--- Entries provided ---

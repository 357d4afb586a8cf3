//! Repository on the local file system.

use super::{ArtifactCache, ProjectBuilder, ProjectModel};
use crate::core::{ProjectUtilError, Result};
use crate::descriptor::{DescriptorReader, Identity, PACKAGING};
use crate::utils::fs::atomic_write;
use std::fs;
use std::io::ErrorKind;
use std::path::{Path, PathBuf};
use tracing::{debug, info};

/// A local artifact repository with the conventional layout:
///
/// ```text
/// <root>/<group with '.' as '/'>/<artifact>/<version>/<artifact>-<version>.pom
/// ```
#[derive(Debug, Clone, PartialEq, Eq)]
pub struct LocalRepository {
    root: PathBuf,
}

impl LocalRepository {
    /// Create a repository rooted at `root`. The directory is not created.
    pub fn new(root: impl Into<PathBuf>) -> Self {
        Self {
            root: root.into(),
        }
    }

    /// Where the descriptor for `identity` lives in this repository.
    ///
    /// Coordinates are trimmed first, so a descriptor that pads its values
    /// with whitespace maps to the same location as an unpadded one.
    ///
    /// # Errors
    ///
    /// [`ProjectUtilError::Resolution`] if a component of the identity cannot
    /// be used as a path segment (empty, `.`, `..`, or containing a path
    /// separator).
    pub fn artifact_path(&self, identity: &Identity) -> Result<PathBuf> {
        let invalid = |reason: String| ProjectUtilError::Resolution {
            identity: identity.to_string(),
            reason,
        };

        let artifact = identity.artifact().trim();
        let version = identity.version().trim();

        let mut path = self.root.clone();
        for segment in identity.group().trim().split('.') {
            check_segment(segment).map_err(|r| invalid(format!("group: {r}")))?;
            path.push(segment);
        }
        check_segment(artifact).map_err(|r| invalid(format!("artifact: {r}")))?;
        check_segment(version).map_err(|r| invalid(format!("version: {r}")))?;

        path.push(artifact);
        path.push(version);
        path.push(format!("{artifact}-{version}.{PACKAGING}"));
        Ok(path)
    }
}

fn check_segment(segment: &str) -> std::result::Result<(), String> {
    if segment.is_empty() {
        return Err("empty path segment".to_string());
    }
    if segment == "." || segment == ".." {
        return Err(format!("'{segment}' is not allowed"));
    }
    if segment.contains(['/', '\\', '\0']) || segment.chars().any(char::is_control) {
        return Err(format!("'{}' contains a path separator or control character", segment.escape_debug()));
    }
    Ok(())
}

impl ArtifactCache for LocalRepository {
    fn location(&self) -> &Path {
        &self.root
    }

    fn resolve(&self, identity: &Identity) -> Result<Option<PathBuf>> {
        let path = self.artifact_path(identity)?;
        match fs::metadata(&path) {
            Ok(metadata) if metadata.is_file() => {
                debug!("Resolved {} at {}", identity, path.display());
                Ok(Some(path))
            }
            Ok(_) => Err(ProjectUtilError::Resolution {
                identity: identity.to_string(),
                reason: format!("{} exists but is not a file", path.display()),
            }),
            Err(e) if e.kind() == ErrorKind::NotFound => {
                debug!("{} is not installed in {}", identity, self.root.display());
                Ok(None)
            }
            Err(e) => Err(ProjectUtilError::Resolution {
                identity: identity.to_string(),
                reason: format!("{}: {e}", path.display()),
            }),
        }
    }

    fn install(&self, model: &ProjectModel) -> Result<PathBuf> {
        let target = self.artifact_path(model.identity())?;
        let content = fs::read(model.descriptor()).map_err(|e| ProjectUtilError::FileSystemError {
            operation: "read".to_string(),
            path: model.descriptor().display().to_string(),
            reason: e.to_string(),
        })?;

        atomic_write(&target, &content).map_err(|e| ProjectUtilError::FileSystemError {
            operation: "install".to_string(),
            path: target.display().to_string(),
            reason: format!("{e:#}"),
        })?;

        info!("Installed {} to {}", model.identity(), target.display());
        Ok(target)
    }
}

/// Builds project models by reading the descriptor's own identity.
#[derive(Debug, Clone, Copy, Default)]
pub struct DescriptorProjectBuilder {
    reader: DescriptorReader,
}

impl DescriptorProjectBuilder {
    /// Create a builder that reads descriptors with `reader`.
    #[must_use]
    pub const fn new(reader: DescriptorReader) -> Self {
        Self {
            reader,
        }
    }
}

impl ProjectBuilder for DescriptorProjectBuilder {
    fn build(&self, descriptor: &Path) -> Result<ProjectModel> {
        let identity = self.reader.read_identity(descriptor)?;
        Ok(ProjectModel::new(identity, descriptor))
    }
}
//! Shared helpers
//!
//! - [`fs`] - Existence checks that honour dev mode, and atomic file writes

pub mod fs;

pub use fs::{atomic_write, ensure_dir, is_directory, is_regular_file};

---

Repeat the whole of the data verbatim, as it reads above.

repository 357d4afb586a8cf3
//! Repository on the local file system.

use super::{ArtifactCache, ProjectBuilder, ProjectModel};
use crate::core::{ProjectUtilError, Result};
use crate::descriptor::{DescriptorReader, Identity, PACKAGING};
use crate::utils::fs::atomic_write;
use std::fs;
use std::io::ErrorKind;
use std::path::{Path, PathBuf};
use tracing::{debug, info};

/// A local artifact repository with the conventional layout:
///
/// ```text
/// <root>/<group with '.' as '/'>/<artifact>/<version>/<artifact>-<version>.pom
/// ```
#[derive(Debug, Clone, PartialEq, Eq)]
pub struct LocalRepository {
    root: PathBuf,
}

impl LocalRepository {
    /// Create a repository rooted at `root`. The directory is not created.
    pub fn new(root: impl Into<PathBuf>) -> Self {
        Self {
            root: root.into(),
        }
    }

    /// Where the descriptor for `identity` lives in this repository.
    ///
    /// Coordinates are trimmed first, so a descriptor that pads its values
    /// with whitespace maps to the same location as an unpadded one.
    ///
    /// # Errors
    ///
    /// [`ProjectUtilError::Resolution`] if a component of the identity cannot
    /// be used as a path segment (empty, `.`, `..`, or containing a path
    /// separator).
    pub fn artifact_path(&self, identity: &Identity) -> Result<PathBuf> {
        let invalid = |reason: String| ProjectUtilError::Resolution {
            identity: identity.to_string(),
            reason,
        };

        let artifact = identity.artifact().trim();
        let version = identity.version().trim();

        let mut path = self.root.clone();
        for segment in identity.group().trim().split('.') {
            check_segment(segment).map_err(|r| invalid(format!("group: {r}")))?;
            path.push(segment);
        }
        check_segment(artifact).map_err(|r| invalid(format!("artifact: {r}")))?;
        check_segment(version).map_err(|r| invalid(format!("version: {r}")))?;

        path.push(artifact);
        path.push(version);
        path.push(format!("{artifact}-{version}.{PACKAGING}"));
        Ok(path)
    }
}

fn check_segment(segment: &str) -> std::result::Result<(), String> {
    if segment.is_empty() {
        return Err("empty path segment".to_string());
    }
    if segment == "." || segment == ".." {
        return Err(format!("'{segment}' is not allowed"));
    }
    if segment.contains(['/', '\\', '\0']) || segment.chars().any(char::is_control) {
        return Err(format!("'{}' contains a path separator or control character", segment.escape_debug()));
    }
    Ok(())
}

impl ArtifactCache for LocalRepository {
    fn location(&self) -> &Path {
        &self.root
    }

    fn resolve(&self, identity: &Identity) -> Result<Option<PathBuf>> {
        let path = self.artifact_path(identity)?;
        match fs::metadata(&path) {
            Ok(metadata) if metadata.is_file() => {
                debug!("Resolved {} at {}", identity, path.display());
                Ok(Some(path))
            }
            Ok(_) => Err(ProjectUtilError::Resolution {
                identity: identity.to_string(),
                reason: format!("{} exists but is not a file", path.display()),
            }),
            Err(e) if e.kind() == ErrorKind::NotFound => {
                debug!("{} is not installed in {}", identity, self.root.display());
                Ok(None)
            }
            Err(e) => Err(ProjectUtilError::Resolution {
                identity: identity.to_string(),
                reason: format!("{}: {e}", path.display()),
            }),
        }
    }

    fn install(&self, model: &ProjectModel) -> Result<PathBuf> {
        let target = self.artifact_path(model.identity())?;
        let content = fs::read(model.descriptor()).map_err(|e| ProjectUtilError::FileSystemError {
            operation: "read".to_string(),
            path: model.descriptor().display().to_string(),
            reason: e.to_string(),
        })?;

        atomic_write(&target, &content).map_err(|e| ProjectUtilError::FileSystemError {
            operation: "install".to_string(),
            path: target.display().to_string(),
            reason: format!("{e:#}"),
        })?;

        info!("Installed {} to {}", model.identity(), target.display());
        Ok(target)
    }
}

/// Builds project models by reading the descriptor's own identity.
#[derive(Debug, Clone, Copy, Default)]
pub struct DescriptorProjectBuilder {
    reader: DescriptorReader,
}

impl DescriptorProjectBuilder {
    /// Create a builder that reads descriptors with `reader`.
    #[must_use]
    pub const fn new(reader: DescriptorReader) -> Self {
        Self {
            reader,
        }
    }
}

impl ProjectBuilder for DescriptorProjectBuilder {
    fn build(&self, descriptor: &Path) -> Result<ProjectModel> {
        let identity = self.reader.read_identity(descriptor)?;
        Ok(ProjectModel::new(identity, descriptor))
    }
}
//! Shared helpers
//!
//! - [`fs`] - Existence checks that honour dev mode, and atomic file writes

pub mod fs;

pub use fs::{atomic_write, ensure_dir, is_directory, is_regular_file};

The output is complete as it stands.